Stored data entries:
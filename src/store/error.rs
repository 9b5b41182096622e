use thiserror::Error;

use crate::constants::DUPLICATE_LABEL_ERROR;

/// Failure reported by an issue or label store.
#[derive(Error, Debug, Clone, PartialEq)]
pub enum StoreError {
    #[error("API error ({status}): {message}")]
    Api { status: u16, message: String },

    #[error("Transport error: {0}")]
    Transport(String),

    #[error("Decode error: {0}")]
    Decode(String),

    #[error("Not found: {0}")]
    NotFound(String),
}

impl StoreError {
    /// Message as reported by the server, or the local description otherwise.
    pub fn message(&self) -> &str {
        match self {
            StoreError::Api { message, .. } => message,
            StoreError::Transport(msg) | StoreError::Decode(msg) | StoreError::NotFound(msg) => msg,
        }
    }
}

impl From<reqwest::Error> for StoreError {
    fn from(err: reqwest::Error) -> Self {
        if err.is_decode() {
            StoreError::Decode(err.to_string())
        } else {
            StoreError::Transport(err.to_string())
        }
    }
}

#[derive(Debug, Clone, Copy, PartialEq, Eq)]
pub enum ErrorKind {
    DuplicateName,
    Other,
}

/// Maps a store failure onto the categories the coordinator reacts to.
pub type ErrorClassifier = fn(&StoreError) -> ErrorKind;

pub fn classify_store_error(err: &StoreError) -> ErrorKind {
    match err {
        StoreError::Api { message, .. } if message == DUPLICATE_LABEL_ERROR => ErrorKind::DuplicateName,
        _ => ErrorKind::Other,
    }
}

Task brief
An exact copy of every record is needed.

Expected answer
filename src/store/error.rs
repository 9b5b41182096622e
use thiserror::Error;

use crate::constants::DUPLICATE_LABEL_ERROR;

/// Failure reported by an issue or label store.
#[derive(Error, Debug, Clone, PartialEq)]
pub enum StoreError {
    #[error("API error ({status}): {message}")]
    Api { status: u16, message: String },

    #[error("Transport error: {0}")]
    Transport(String),

    #[error("Decode error: {0}")]
    Decode(String),

    #[error("Not found: {0}")]
    NotFound(String),
}

impl StoreError {
    /// Message as reported by the server, or the local description otherwise.
    pub fn message(&self) -> &str {
        match self {
            StoreError::Api { message, .. } => message,
            StoreError::Transport(msg) | StoreError::Decode(msg) | StoreError::NotFound(msg) => msg,
        }
    }
}

impl From<reqwest::Error> for StoreError {
    fn from(err: reqwest::Error) -> Self {
        if err.is_decode() {
            StoreError::Decode(err.to_string())
        } else {
            StoreError::Transport(err.to_string())
        }
    }
}

#[derive(Debug, Clone, Copy, PartialEq, Eq)]
pub enum ErrorKind {
    DuplicateName,
    Other,
}

/// Maps a store failure onto the categories the coordinator reacts to.
pub type ErrorClassifier = fn(&StoreError) -> ErrorKind;

pub fn classify_store_error(err: &StoreError) -> ErrorKind {
    match err {
        StoreError::Api { message, .. } if message == DUPLICATE_LABEL_ERROR => ErrorKind::DuplicateName,
        _ => ErrorKind::Other,
    }
}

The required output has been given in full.